The entries follow. Copy every line in which "loaded" appears.
BEGIN TASK INPUTS
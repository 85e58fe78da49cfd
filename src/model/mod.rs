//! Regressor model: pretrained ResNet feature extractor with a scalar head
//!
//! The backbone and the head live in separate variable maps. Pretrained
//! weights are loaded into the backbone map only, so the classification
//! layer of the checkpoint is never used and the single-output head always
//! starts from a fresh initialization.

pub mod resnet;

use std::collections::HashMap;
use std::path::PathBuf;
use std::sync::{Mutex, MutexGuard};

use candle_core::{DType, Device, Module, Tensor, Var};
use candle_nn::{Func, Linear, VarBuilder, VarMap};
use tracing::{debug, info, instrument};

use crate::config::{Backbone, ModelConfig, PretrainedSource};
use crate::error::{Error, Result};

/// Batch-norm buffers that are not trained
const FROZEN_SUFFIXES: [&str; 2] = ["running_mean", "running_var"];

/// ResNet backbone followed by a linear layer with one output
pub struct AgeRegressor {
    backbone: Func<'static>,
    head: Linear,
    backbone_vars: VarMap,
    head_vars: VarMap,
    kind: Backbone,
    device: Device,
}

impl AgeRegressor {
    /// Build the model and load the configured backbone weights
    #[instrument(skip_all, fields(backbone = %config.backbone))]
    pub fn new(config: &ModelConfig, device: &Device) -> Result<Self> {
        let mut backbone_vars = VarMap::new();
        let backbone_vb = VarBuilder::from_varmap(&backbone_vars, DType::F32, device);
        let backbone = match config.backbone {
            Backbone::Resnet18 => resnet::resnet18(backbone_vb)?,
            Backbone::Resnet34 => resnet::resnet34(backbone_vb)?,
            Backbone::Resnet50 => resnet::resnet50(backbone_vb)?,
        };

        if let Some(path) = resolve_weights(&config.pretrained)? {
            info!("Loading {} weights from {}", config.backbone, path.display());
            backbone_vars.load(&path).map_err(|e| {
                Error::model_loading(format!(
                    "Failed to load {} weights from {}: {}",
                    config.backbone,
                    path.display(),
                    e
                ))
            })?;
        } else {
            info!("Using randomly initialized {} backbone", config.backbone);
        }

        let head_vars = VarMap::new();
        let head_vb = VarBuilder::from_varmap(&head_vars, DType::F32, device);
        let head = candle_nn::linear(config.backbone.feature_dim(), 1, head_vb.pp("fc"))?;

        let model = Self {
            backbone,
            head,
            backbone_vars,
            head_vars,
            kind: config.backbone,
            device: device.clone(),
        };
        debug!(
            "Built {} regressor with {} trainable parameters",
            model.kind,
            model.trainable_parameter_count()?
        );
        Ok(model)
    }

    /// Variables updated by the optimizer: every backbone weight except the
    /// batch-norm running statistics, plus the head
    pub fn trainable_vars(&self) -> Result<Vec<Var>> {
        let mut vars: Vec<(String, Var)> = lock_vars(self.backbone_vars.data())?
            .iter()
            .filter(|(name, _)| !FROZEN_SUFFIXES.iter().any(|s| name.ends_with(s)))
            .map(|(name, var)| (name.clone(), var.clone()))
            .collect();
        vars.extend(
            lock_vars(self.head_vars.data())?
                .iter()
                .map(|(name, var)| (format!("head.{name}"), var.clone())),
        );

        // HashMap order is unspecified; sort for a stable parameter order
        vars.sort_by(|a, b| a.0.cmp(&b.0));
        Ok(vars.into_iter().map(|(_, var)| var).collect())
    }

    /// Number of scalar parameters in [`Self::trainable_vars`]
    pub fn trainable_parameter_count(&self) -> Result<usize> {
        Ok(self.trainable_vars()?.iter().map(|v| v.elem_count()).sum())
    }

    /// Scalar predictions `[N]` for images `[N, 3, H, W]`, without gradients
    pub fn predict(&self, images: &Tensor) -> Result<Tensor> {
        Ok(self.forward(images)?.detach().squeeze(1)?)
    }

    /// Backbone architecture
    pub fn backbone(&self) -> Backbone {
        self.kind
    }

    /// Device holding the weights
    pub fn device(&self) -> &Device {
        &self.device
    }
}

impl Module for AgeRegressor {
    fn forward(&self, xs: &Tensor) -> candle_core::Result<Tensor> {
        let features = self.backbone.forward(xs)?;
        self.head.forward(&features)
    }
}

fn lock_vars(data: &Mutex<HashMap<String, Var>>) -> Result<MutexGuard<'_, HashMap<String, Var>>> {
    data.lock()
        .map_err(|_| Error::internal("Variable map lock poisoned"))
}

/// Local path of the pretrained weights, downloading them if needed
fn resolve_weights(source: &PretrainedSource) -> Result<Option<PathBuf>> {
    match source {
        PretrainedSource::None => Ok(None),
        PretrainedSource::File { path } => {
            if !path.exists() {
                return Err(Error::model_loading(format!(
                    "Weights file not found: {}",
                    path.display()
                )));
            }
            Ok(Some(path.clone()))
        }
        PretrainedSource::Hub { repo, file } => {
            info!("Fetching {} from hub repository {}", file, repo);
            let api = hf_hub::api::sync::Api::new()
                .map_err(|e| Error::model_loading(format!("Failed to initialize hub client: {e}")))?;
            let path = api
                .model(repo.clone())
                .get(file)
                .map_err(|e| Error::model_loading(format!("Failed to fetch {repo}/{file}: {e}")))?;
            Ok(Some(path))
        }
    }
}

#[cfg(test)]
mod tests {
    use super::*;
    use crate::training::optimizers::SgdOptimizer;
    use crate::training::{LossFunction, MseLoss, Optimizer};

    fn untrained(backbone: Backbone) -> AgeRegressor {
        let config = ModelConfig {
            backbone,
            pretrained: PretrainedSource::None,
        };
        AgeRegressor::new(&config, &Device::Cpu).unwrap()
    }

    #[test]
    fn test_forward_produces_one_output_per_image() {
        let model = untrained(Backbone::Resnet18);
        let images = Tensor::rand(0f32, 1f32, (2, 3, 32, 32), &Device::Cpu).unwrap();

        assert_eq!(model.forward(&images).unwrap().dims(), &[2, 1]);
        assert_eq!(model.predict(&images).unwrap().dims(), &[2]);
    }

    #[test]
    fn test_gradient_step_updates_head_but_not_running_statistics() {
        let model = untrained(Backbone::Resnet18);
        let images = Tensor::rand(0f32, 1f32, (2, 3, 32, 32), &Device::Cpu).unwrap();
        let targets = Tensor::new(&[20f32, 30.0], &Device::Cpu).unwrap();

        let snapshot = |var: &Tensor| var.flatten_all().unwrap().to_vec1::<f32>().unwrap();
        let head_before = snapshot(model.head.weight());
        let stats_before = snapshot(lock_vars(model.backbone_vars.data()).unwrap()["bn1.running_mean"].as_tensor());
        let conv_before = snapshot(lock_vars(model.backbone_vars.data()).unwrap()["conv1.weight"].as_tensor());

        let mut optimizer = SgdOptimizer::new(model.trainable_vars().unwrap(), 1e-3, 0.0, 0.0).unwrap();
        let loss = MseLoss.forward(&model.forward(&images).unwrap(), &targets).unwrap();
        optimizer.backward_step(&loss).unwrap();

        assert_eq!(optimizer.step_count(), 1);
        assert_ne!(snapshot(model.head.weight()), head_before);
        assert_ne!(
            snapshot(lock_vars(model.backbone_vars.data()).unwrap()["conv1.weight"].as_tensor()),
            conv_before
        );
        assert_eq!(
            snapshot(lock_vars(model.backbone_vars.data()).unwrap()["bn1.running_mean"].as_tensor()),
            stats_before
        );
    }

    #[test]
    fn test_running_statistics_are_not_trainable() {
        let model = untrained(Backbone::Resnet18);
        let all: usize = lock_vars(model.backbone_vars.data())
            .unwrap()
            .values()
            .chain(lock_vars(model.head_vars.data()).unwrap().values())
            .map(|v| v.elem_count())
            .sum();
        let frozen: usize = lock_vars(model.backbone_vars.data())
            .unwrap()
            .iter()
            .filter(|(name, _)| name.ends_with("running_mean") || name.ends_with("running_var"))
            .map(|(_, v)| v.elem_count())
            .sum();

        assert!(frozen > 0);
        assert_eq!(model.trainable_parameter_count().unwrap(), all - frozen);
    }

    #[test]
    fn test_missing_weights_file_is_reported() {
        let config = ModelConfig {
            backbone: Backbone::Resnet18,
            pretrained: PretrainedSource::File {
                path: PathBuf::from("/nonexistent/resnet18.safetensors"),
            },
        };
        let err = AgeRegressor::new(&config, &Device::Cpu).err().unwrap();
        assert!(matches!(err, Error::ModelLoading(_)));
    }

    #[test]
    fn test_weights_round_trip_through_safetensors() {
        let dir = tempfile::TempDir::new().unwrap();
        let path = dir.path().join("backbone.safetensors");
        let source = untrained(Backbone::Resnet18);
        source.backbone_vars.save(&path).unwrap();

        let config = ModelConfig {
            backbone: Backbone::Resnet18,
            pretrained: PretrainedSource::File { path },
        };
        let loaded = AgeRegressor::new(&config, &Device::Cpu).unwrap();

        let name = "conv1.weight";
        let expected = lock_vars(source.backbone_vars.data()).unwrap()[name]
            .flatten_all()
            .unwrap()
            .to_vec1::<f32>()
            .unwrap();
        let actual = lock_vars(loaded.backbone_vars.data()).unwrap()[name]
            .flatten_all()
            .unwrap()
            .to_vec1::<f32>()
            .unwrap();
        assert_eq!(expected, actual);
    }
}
END TASK INPUTS
BEGIN TASK INPUTS
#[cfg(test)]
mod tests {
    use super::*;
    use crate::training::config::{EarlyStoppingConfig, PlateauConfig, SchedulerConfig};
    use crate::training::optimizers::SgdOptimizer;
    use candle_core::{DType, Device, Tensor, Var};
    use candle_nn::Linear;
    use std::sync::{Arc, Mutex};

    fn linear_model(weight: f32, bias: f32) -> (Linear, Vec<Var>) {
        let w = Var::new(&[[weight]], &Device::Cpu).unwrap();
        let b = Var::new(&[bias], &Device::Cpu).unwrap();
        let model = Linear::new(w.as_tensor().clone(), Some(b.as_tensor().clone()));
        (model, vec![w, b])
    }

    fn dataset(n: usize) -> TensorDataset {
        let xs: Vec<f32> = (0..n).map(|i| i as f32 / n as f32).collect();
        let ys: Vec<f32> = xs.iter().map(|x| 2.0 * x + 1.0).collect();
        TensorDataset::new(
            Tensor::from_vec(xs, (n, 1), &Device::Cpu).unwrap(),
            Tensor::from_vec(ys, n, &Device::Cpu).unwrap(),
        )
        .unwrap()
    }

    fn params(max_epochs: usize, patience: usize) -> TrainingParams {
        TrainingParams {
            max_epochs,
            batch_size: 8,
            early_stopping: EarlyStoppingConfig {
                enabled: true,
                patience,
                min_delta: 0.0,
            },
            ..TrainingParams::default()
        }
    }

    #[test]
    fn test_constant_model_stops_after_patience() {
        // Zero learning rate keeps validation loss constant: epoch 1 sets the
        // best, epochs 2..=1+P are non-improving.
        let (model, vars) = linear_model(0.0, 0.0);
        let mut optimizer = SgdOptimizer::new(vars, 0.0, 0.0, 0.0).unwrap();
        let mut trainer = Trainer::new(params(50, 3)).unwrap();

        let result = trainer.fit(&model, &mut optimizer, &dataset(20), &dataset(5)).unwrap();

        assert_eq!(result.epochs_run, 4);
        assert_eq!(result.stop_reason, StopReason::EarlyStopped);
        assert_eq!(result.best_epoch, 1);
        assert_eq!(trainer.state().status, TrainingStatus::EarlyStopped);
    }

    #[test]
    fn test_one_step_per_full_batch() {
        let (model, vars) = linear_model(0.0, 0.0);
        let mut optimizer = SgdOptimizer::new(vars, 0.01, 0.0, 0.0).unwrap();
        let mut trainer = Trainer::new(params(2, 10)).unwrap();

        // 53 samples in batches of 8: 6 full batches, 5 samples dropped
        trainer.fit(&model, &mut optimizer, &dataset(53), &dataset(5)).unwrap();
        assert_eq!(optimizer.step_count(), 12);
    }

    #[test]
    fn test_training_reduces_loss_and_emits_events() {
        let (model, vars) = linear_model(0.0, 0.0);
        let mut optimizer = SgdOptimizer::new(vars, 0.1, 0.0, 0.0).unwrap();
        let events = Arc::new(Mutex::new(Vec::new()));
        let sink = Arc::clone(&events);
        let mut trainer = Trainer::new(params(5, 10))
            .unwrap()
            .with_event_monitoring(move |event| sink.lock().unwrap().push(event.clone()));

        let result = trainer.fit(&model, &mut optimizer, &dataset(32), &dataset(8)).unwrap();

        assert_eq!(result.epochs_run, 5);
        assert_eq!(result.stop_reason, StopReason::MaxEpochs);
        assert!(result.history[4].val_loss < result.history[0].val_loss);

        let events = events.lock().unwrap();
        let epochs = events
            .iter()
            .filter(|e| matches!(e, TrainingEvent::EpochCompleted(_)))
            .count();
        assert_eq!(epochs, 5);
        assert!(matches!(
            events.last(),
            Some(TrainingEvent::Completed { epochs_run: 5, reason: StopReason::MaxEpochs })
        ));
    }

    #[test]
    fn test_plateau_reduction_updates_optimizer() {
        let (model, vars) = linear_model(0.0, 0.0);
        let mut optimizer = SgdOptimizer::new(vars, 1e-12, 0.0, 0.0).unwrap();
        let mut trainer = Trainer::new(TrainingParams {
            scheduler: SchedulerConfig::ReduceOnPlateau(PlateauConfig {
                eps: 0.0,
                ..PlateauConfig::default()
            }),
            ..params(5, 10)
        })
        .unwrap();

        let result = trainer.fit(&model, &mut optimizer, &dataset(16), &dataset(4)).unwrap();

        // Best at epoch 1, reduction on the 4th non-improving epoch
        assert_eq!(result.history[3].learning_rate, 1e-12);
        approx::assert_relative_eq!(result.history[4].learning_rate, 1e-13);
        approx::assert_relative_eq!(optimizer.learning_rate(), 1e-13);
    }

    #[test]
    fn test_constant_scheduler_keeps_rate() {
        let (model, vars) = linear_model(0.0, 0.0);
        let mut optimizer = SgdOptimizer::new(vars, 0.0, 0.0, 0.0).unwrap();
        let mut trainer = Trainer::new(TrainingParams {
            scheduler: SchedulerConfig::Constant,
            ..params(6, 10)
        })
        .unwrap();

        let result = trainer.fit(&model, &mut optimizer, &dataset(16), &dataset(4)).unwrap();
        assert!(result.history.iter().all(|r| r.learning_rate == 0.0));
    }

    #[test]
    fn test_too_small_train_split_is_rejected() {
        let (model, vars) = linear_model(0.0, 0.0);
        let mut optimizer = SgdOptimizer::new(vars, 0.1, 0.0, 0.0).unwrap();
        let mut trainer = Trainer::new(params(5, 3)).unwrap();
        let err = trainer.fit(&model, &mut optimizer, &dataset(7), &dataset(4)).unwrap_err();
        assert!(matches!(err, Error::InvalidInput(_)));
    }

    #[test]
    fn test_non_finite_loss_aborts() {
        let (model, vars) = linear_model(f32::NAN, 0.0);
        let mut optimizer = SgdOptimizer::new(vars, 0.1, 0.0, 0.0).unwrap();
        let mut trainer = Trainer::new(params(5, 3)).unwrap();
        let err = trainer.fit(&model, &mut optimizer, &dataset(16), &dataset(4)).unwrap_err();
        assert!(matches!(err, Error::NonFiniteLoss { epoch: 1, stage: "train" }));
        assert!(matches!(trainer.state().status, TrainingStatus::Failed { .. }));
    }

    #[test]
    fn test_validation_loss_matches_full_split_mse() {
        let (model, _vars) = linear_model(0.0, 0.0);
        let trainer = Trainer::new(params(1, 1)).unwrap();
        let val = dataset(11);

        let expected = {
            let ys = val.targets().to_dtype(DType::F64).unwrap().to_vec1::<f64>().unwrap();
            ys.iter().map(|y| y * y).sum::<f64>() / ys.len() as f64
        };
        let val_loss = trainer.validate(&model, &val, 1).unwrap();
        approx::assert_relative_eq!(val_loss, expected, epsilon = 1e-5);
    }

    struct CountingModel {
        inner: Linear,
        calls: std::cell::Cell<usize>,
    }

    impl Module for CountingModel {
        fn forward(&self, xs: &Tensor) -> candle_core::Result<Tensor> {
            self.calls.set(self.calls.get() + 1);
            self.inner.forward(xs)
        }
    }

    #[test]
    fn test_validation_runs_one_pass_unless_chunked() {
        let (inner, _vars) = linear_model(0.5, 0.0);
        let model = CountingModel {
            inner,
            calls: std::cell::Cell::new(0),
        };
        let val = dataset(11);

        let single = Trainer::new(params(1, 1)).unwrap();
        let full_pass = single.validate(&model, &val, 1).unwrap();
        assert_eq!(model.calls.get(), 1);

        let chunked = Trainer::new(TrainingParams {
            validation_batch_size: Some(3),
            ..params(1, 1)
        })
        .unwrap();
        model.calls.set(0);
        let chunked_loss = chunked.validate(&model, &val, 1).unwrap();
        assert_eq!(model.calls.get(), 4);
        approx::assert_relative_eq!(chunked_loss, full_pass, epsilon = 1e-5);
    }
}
END TASK INPUTS
BEGIN TASK INPUTS
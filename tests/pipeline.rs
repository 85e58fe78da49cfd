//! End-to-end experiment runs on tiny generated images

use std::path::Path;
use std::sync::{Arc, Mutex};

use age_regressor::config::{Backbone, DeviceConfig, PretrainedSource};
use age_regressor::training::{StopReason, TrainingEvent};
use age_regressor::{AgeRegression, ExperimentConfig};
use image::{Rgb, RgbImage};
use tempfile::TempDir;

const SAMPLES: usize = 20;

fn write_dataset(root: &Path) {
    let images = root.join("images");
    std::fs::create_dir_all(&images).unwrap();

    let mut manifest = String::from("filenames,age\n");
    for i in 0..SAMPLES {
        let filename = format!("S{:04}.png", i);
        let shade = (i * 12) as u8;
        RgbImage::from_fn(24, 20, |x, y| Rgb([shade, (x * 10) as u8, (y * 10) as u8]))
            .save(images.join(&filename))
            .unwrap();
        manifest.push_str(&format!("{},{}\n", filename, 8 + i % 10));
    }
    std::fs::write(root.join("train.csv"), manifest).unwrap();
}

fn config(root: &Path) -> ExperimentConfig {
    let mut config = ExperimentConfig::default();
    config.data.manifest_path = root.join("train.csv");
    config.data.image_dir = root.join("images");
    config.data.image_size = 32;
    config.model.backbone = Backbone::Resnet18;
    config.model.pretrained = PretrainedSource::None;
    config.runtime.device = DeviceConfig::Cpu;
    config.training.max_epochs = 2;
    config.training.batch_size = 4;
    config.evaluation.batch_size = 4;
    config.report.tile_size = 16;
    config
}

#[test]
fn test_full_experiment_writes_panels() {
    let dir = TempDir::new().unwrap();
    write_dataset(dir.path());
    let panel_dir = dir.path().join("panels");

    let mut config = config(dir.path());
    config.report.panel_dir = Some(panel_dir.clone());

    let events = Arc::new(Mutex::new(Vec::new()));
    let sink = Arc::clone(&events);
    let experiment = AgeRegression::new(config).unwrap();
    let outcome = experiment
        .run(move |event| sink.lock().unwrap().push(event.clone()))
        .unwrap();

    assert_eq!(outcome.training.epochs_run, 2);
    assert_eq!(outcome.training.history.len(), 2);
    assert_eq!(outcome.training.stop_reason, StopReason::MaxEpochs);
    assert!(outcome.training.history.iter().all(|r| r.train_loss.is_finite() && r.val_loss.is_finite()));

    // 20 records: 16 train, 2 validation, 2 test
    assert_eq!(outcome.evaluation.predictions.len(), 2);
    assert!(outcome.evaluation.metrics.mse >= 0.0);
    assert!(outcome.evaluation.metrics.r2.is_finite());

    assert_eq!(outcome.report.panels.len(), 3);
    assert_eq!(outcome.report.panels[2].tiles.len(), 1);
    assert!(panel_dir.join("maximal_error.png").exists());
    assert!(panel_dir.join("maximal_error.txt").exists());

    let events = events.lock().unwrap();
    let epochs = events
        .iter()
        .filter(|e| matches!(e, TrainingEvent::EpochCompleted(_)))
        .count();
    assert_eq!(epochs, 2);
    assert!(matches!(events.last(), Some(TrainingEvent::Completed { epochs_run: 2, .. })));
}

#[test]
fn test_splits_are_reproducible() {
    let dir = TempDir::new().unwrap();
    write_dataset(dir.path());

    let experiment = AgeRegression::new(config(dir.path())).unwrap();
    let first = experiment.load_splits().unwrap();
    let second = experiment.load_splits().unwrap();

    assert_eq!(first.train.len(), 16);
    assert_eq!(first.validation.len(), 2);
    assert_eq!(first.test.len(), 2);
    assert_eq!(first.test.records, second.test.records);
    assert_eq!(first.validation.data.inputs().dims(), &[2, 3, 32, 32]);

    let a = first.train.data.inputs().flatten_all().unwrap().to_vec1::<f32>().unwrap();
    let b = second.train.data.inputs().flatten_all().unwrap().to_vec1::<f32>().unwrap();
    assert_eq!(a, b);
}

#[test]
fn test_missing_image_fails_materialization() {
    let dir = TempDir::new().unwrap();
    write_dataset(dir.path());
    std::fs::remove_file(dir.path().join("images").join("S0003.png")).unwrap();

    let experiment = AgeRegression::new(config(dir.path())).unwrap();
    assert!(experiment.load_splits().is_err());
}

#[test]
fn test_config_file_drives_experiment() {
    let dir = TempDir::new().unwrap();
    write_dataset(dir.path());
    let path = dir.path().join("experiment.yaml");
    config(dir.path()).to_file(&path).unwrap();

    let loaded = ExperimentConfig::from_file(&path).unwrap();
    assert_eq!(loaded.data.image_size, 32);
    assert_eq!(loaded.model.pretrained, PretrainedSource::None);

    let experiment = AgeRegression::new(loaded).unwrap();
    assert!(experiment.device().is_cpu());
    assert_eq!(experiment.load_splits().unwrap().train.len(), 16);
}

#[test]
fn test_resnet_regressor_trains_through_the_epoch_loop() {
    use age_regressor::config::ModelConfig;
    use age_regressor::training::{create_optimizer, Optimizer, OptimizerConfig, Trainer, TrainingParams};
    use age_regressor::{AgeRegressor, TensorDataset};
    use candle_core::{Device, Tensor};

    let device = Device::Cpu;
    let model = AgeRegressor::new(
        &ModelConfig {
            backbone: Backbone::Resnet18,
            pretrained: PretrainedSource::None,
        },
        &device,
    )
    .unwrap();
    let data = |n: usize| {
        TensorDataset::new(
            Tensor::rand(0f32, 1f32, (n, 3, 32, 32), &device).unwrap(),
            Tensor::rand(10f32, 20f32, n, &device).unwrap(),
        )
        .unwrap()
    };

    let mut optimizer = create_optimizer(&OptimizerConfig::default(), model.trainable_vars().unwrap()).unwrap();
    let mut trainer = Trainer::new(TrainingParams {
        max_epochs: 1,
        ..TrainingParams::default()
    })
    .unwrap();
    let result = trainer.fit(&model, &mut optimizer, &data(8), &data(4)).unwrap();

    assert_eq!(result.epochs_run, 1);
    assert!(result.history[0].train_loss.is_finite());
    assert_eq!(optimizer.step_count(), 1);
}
END TASK INPUTS
ANSWER SECTION:
//! weights are loaded into the backbone map only, so the classification
        let loaded = AgeRegressor::new(&config, &Device::Cpu).unwrap();
        let actual = lock_vars(loaded.backbone_vars.data()).unwrap()[name]
    let loaded = ExperimentConfig::from_file(&path).unwrap();
    assert_eq!(loaded.data.image_size, 32);
    assert_eq!(loaded.model.pretrained, PretrainedSource::None);
    let experiment = AgeRegression::new(loaded).unwrap();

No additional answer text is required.